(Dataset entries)
== Segment start ==

//! Memory bandwidth suite.

use super::{Console, SuiteOptions, SuiteOutput, divider, repeat};
use simdbench_catalog::{MemBenchmark, MemParams, mem_benchmarks};
use simdbench_core::{ExecutionRequest, ThreadCounts};
use simdbench_report::{CpuInfo, MemBenchmarkReport};

/// Buffer sizes and alignments to sweep
#[derive(Debug, Clone, PartialEq, Eq)]
pub struct MemorySweep {
    /// Per-thread buffer sizes in bytes
    pub sizes: Vec<usize>,
    /// Buffer alignments in bytes
    pub alignments: Vec<usize>,
}

impl MemorySweep {
    /// (size, alignment, threads) combinations, dropping any that would
    /// allocate more than twice the largest size in total
    fn combinations(&self, threads: &[ThreadCounts]) -> Vec<(MemParams, ThreadCounts)> {
        let budget = self.sizes.iter().copied().max().unwrap_or(0).saturating_mul(2);
        let mut combos = Vec::new();
        for &size in &self.sizes {
            for &alignment in &self.alignments {
                for &t in threads {
                    if t.total().saturating_mul(size) <= budget {
                        combos.push((MemParams::new(size, alignment), t));
                    }
                }
            }
        }
        combos
    }
}

/// Run every selected memory benchmark over the sweep.
///
/// Parameter combinations the catalog rejects are skipped with the
/// validation message; a divider is printed whenever the label changes.
pub fn run_memory_suite(
    cpu: &CpuInfo,
    options: &SuiteOptions,
    sweep: &MemorySweep,
) -> SuiteOutput<MemBenchmarkReport> {
    let mut output = SuiteOutput::default();

    let mut combos = sweep.combinations(&options.threads);
    combos.retain(|(params, _)| match params.validate() {
        Ok(()) => true,
        Err(e) => {
            output.skip(&format!("{} bytes @{}", params.size, params.alignment), e.to_string());
            false
        }
    });

    let mut planned: Vec<&'static MemBenchmark> = Vec::new();
    for bench in mem_benchmarks() {
        if !options.selects(&[bench.label, bench.op_type]) {
            continue;
        }
        if !cpu.supports(bench.feature) {
            output.skip(bench.label, format!("missing feature {}", bench.feature));
            continue;
        }
        planned.push(bench);
    }
    tracing::debug!(
        benchmarks = planned.len(),
        combinations = combos.len(),
        "memory suite planned"
    );

    let console = Console::new(planned.len() * combos.len(), options);
    let mut label = "";
    for bench in planned {
        if bench.label != label {
            label = bench.label;
            console.println(format!("\n{}\n", divider(label)));
        }

        for (params, threads) in &combos {
            console.step(&format!(
                "{} ILP={} {}@{} {}",
                bench.label, bench.ilp, params.size, params.alignment, threads
            ));
            let request = ExecutionRequest::new(&bench.benchmark, params, *threads);
            match repeat(options.warmup, options.repetitions, || request.execute()) {
                Ok(results) => {
                    let report = MemBenchmarkReport::new(bench, *params, *threads, &results);
                    console.println(report.to_string());
                    output.results.push(report);
                }
                Err(e) => {
                    tracing::warn!(
                        label = bench.label,
                        ilp = bench.ilp,
                        size = params.size,
                        alignment = params.alignment,
                        %threads,
                        error = %e,
                        "benchmark failed"
                    );
                    output.skip(bench.label, e.to_string());
                }
            }
            console.inc();
        }
    }

    for skipped in &output.skipped {
        console.println(skipped.to_string());
    }
    console.finish();
    output
}

#[cfg(test)]
mod tests {
    use super::*;
    use regex::Regex;
    use simdbench_core::BASELINE_FEATURE;

    #[test]
    fn test_combinations_respect_budget() {
        let sweep = MemorySweep {
            sizes: vec![4096, 8192],
            alignments: vec![64],
        };
        let threads = [ThreadCounts::new(1, 0), ThreadCounts::new(2, 1)];
        let combos = sweep.combinations(&threads);

        // 3 threads x 4096 and 3 x 8192 both exceed 2 x 8192
        assert_eq!(combos.len(), 2);
        assert!(combos.iter().all(|(_, t)| t.total() == 1));
    }

    #[test]
    fn test_combinations_with_huge_sizes() {
        let sweep = MemorySweep {
            sizes: vec![usize::MAX / 4],
            alignments: vec![64],
        };
        let threads = [ThreadCounts::new(1, 0), ThreadCounts::new(8, 0)];
        let combos = sweep.combinations(&threads);

        // 8 x size would wrap below the budget without saturation
        assert_eq!(combos.len(), 1);
        assert_eq!(combos[0].1, ThreadCounts::new(1, 0));
    }

    #[test]
    fn test_single_size_suite() {
        let cpu = CpuInfo {
            cpu_p_cores: 1,
            cpu_e_cores: 0,
            vector_length: 16,
            features: vec![BASELINE_FEATURE.to_string()],
        };
        let label = mem_benchmarks().next().unwrap().label;
        let options = SuiteOptions {
            warmup: 0,
            repetitions: 1,
            threads: vec![ThreadCounts::new(1, 0)],
            filter: Some(Regex::new(&format!("^{}$", regex::escape(label))).unwrap()),
            echo: false,
            progress: false,
        };
        let sweep = MemorySweep {
            sizes: vec![4096],
            alignments: vec![64],
        };
        let output = run_memory_suite(&cpu, &options, &sweep);

        let variants = mem_benchmarks().filter(|b| b.label == label).count();
        assert_eq!(output.results.len(), variants);
        assert!(output.skipped.is_empty());
        assert!(output.results.iter().all(|r| r.mean_gbps > 0.0));
    }

    #[test]
    fn test_invalid_alignment_skipped() {
        let cpu = CpuInfo {
            cpu_p_cores: 1,
            cpu_e_cores: 0,
            vector_length: 16,
            features: vec![BASELINE_FEATURE.to_string()],
        };
        let options = SuiteOptions {
            warmup: 0,
            repetitions: 1,
            threads: vec![ThreadCounts::new(1, 0)],
            filter: Some(Regex::new("^$").unwrap()),
            echo: false,
            progress: false,
        };
        let sweep = MemorySweep {
            sizes: vec![4096],
            alignments: vec![48],
        };
        let output = run_memory_suite(&cpu, &options, &sweep);

        assert!(output.results.is_empty());
        assert_eq!(output.skipped.len(), 1);
        assert_eq!(output.skipped[0].label, "4096 bytes @48");
    }
}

== Segment end ==

### Problem to solve:
Using the entries above, return each line that includes the word "usize".

### Your solution:
    pub sizes: Vec<usize>,
    pub alignments: Vec<usize>,
            sizes: vec![usize::MAX / 4],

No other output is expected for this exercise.